No pretendemos que con estas medidas u otras análogas se extirpe el mal de raíz; pero sí que todas contribuirían a que se aminorase, que es a lo que toda persona circunspecta y práctica debe aspirar: los males de la sociedad que pueden curarse, no se curan sino aliviándose. Es arrogancia, a veces insensatez, decir si es dado o no extirpar un mal de raíz. ¿Puede disminuirse aunque sea poco, muy poco? ¿Sí? Pues a procurar que disminuya. Este es el trabajo adecuado a la razón y obligatorio para la conciencia: lo demás es obra del tiempo.




ArribaCapítulo XXV

Cooperación internacional


La Internacional de trabajadores debía en origen a la idea de que no se hiciesen una competencia desesperada los de diferentes países. Lejos de limitarse a ella, quiso abarcar otra y otra, y muchas y tantas, que pretendía abarcar la sociedad entera, las sociedades todas, y no dejar en ellas nada como estaba, y manipularlas en el tumulto de todas las pasiones y la obscuridad de todas las ignorancias. Aunque los engañados sean miles, millones, tienen que ceder como si fuera uno solo ante la omnipotencia del desengaño; pero cuando el error es de millones y de miles, más que nunca conviene analizarlo, porque es raro que no contenga alguna parte de verdad.

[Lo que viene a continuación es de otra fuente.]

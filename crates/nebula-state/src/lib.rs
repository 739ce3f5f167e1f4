//! # nebula-state — Bounty Lifecycle State Machine
//!
//! Defines the states a bounty moves through, the guarded transition
//! table, and the pure transition function that every writer of
//! `status`/`worker_id` goes through.
//!
//! ```text
//! open ──▶ in-progress ──▶ pending-review ──┬──▶ completed ──┐
//!                                           │                ▼
//!                                           └──────────▶ dispute ◀─┐ (re-entrant)
//!                                                            └─────┘
//! pending-review / completed / dispute ──▶ closed (terminal)
//! ```
//!
//! ## Design
//!
//! The lifecycle uses an enum plus a static edge table rather than one
//! type per state. Bounties are loaded from a store at runtime, so the
//! state is only known at runtime; `Bounty::transition()` returns
//! `Result` and rejects non-edges and guard failures with structured
//! errors naming the attempted pair.
//!
//! The machine is pure. It returns an updated copy of the bounty and
//! performs no I/O; committing the result is the caller's job.

pub mod bounty;
pub mod lifecycle;

pub use bounty::{Bounty, LifecycleError, NewBounty};
pub use lifecycle::{BountyStatus, Edge, Guard, SideEffect, TRANSITIONS};
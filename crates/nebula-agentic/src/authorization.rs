//! # Authorization
//!
//! Who may run which command. State-changing intents need a logged-in
//! actor; `approve` additionally needs the actor to be the target's
//! creator. Lifecycle guards are enforced again by the state machine at
//! dispatch.

use thiserror::Error;

use nebula_core::{ActorId, BountyId};
use nebula_state::Bounty;

use crate::intent::Intent;

/// Reason a command was refused before dispatch.
#[derive(Error, Debug, Clone, PartialEq)]
pub enum Denial {
    /// No actor is logged in.
    #[error("login required to {intent}")]
    NotLoggedIn { intent: Intent },

    /// The actor is not the creator of the target, or the target does not
    /// exist. The two are reported identically.
    #[error("bounty {bounty_id} is not owned by the caller or does not exist")]
    NotOwner { bounty_id: BountyId },
}

/// The acting actor, or [`Denial::NotLoggedIn`].
pub fn require_actor(actor: Option<&ActorId>, intent: Intent) -> Result<&ActorId, Denial> {
    actor.ok_or(Denial::NotLoggedIn { intent })
}

/// The target bounty, provided it exists and `actor` created it.
pub fn require_creator(
    actor: &ActorId,
    bounty_id: &BountyId,
    bounty: Option<Bounty>,
) -> Result<Bounty, Denial> {
    match bounty {
        Some(bounty) if bounty.is_creator(actor) => Ok(bounty),
        _ => Err(Denial::NotOwner {
            bounty_id: bounty_id.clone(),
        }),
    }
}
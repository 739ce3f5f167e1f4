//! # Application State
//!
//! Shared state for the Axum application, passed to all route handlers
//! via the `State` extractor. The store and interpreter are built once at
//! startup and shared behind `Arc`.

use std::sync::Arc;

use metrics_exporter_prometheus::PrometheusHandle;

use nebula_agentic::Interpreter;
use nebula_store::{BountyStore, InMemoryStore};

// -- Configuration ------------------------------------------------------------

/// Log output format for the server binary.
#[derive(Debug, Clone, Copy, PartialEq, Eq, Default)]
pub enum LogFormat {
    /// Human-readable lines.
    #[default]
    Pretty,
    /// One JSON object per event.
    Json,
}

/// Application configuration, read from the environment at startup.
///
/// Custom `Debug` redacts the auth token.
#[derive(Clone)]
pub struct AppConfig {
    /// Listen port (`PORT`, default 8080).
    pub port: u16,
    /// Shared secret for bearer tokens (`AUTH_TOKEN`). When set, tokens must
    /// be `<actor_id>:<secret>`.
    pub auth_token: Option<String>,
    /// Load the demo fixtures at startup (`NEBULA_SEED_DEMO`, default true).
    pub seed_demo: bool,
    /// `NEBULA_LOG_FORMAT=json` selects JSON logs.
    pub log_format: LogFormat,
}

impl std::fmt::Debug for AppConfig {
    fn fmt(&self, f: &mut std::fmt::Formatter<'_>) -> std::fmt::Result {
        f.debug_struct("AppConfig")
            .field("port", &self.port)
            .field("auth_token", &self.auth_token.as_ref().map(|_| "[REDACTED]"))
            .field("seed_demo", &self.seed_demo)
            .field("log_format", &self.log_format)
            .finish()
    }
}

impl Default for AppConfig {
    fn default() -> Self {
        Self {
            port: 8080,
            auth_token: None,
            seed_demo: true,
            log_format: LogFormat::Pretty,
        }
    }
}

impl AppConfig {
    /// Read configuration from process environment variables.
    pub fn from_env() -> Self {
        Self::from_lookup(|key| std::env::var(key).ok())
    }

    /// Read configuration through `lookup`. Unparseable values fall back to
    /// their defaults.
    pub fn from_lookup(lookup: impl Fn(&str) -> Option<String>) -> Self {
        let defaults = Self::default();
        let port = lookup("PORT")
            .and_then(|p| p.parse().ok())
            .unwrap_or(defaults.port);
        let auth_token = lookup("AUTH_TOKEN").filter(|t| !t.is_empty());
        let seed_demo = lookup("NEBULA_SEED_DEMO")
            .map(|v| !matches!(v.to_ascii_lowercase().as_str(), "0" | "false" | "no" | "off"))
            .unwrap_or(defaults.seed_demo);
        let log_format = match lookup("NEBULA_LOG_FORMAT").as_deref() {
            Some(v) if v.eq_ignore_ascii_case("json") => LogFormat::Json,
            _ => LogFormat::Pretty,
        };
        Self {
            port,
            auth_token,
            seed_demo,
            log_format,
        }
    }
}

// -- Application State --------------------------------------------------------

/// State shared by every handler.
#[derive(Clone)]
pub struct AppState {
    pub store: Arc<dyn BountyStore>,
    pub interpreter: Arc<Interpreter>,
    pub config: AppConfig,
    /// Present when a Prometheus recorder was installed.
    pub metrics: Option<PrometheusHandle>,
}

impl std::fmt::Debug for AppState {
    fn fmt(&self, f: &mut std::fmt::Formatter<'_>) -> std::fmt::Result {
        f.debug_struct("AppState")
            .field("config", &self.config)
            .field("metrics", &self.metrics.is_some())
            .finish_non_exhaustive()
    }
}

impl AppState {
    /// Build state over an existing store.
    pub fn with_store(
        config: AppConfig,
        store: Arc<dyn BountyStore>,
    ) -> Result<Self, regex::Error> {
        let interpreter = Arc::new(Interpreter::new(store.clone())?);
        Ok(Self {
            store,
            interpreter,
            config,
            metrics: None,
        })
    }

    /// Build state over a fresh in-memory store, seeded with the demo
    /// fixtures when `config.seed_demo` is set.
    pub fn in_memory(config: AppConfig) -> anyhow::Result<Self> {
        let store = if config.seed_demo {
            InMemoryStore::with_demo_data()?
        } else {
            InMemoryStore::new()
        };
        Ok(Self::with_store(config, Arc::new(store))?)
    }

    /// Attach the Prometheus handle served at `/metrics`.
    pub fn with_metrics(mut self, handle: PrometheusHandle) -> Self {
        self.metrics = Some(handle);
        self
    }
}
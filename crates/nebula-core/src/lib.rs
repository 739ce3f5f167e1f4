//! # nebula-core — Foundational Types for the Bounty Stack
//!
//! Leaf of the workspace dependency graph. Defines the primitives every
//! other crate speaks in: identifiers, timestamps, and reward amounts.
//!
//! ## Key Design Principles
//!
//! 1. **Newtype wrappers for domain primitives.** `BountyId`, `ActorId` and
//!    `MessageId` are distinct types. An actor id cannot be passed where a
//!    bounty id is expected.
//!
//! 2. **Validated constructors.** `Reward::new()` rejects negative and
//!    non-finite amounts, identifiers reject empty or whitespace-bearing
//!    input. Invalid economic data never enters the store.
//!
//! 3. **UTC-only timestamps.** `Timestamp` is UTC, truncated to seconds.
//!
//! ## Crate Policy
//!
//! - No dependencies on other `nebula-*` crates.
//! - No `unsafe` code.
//! - No `panic!()` or `.unwrap()` outside tests.

pub mod error;
pub mod identity;
pub mod reward;
pub mod temporal;

// Re-export primary types for ergonomic imports.
pub use error::ValidationError;
pub use identity::{ActorId, BountyId, MessageId};
pub use reward::Reward;
pub use temporal::Timestamp;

En otra parte64 hemos indicado la parte humana razonable, progresiva que podía observarse en La Internacional a través de sinrazones y salvajismo; aquí nos limitaremos a indicar que hay mucha razón para protestar contra la concurrencia sin límite; para dolerse de que los obreros de un país, aceptando condiciones inaceptables, obliguen a que las acepten también los obreros de todo el mundo, y para ver si es posible, con la cooperación de todos los pueblos, disminuir el mal, ya que extirparle no sea hacedero.

Medidas hay, y muchas, que, por justas que sean, no pueden tomarse en un país aisladamente; la competencia industrial viene a ser una guerra que, como todas, obliga a usar armas iguales a las que usa el enemigo, aunque sean de mala ley.

¿Por qué no se organizan en A los trabajos industriales de modo que no se confundan los sexos, cortando así causas poderosas de inmoralidad? Porque esto complicaría el mecanismo de la producción, la haría más cara; y como en T no se tomaban medidas análogas, no sería posible competir con sus productos.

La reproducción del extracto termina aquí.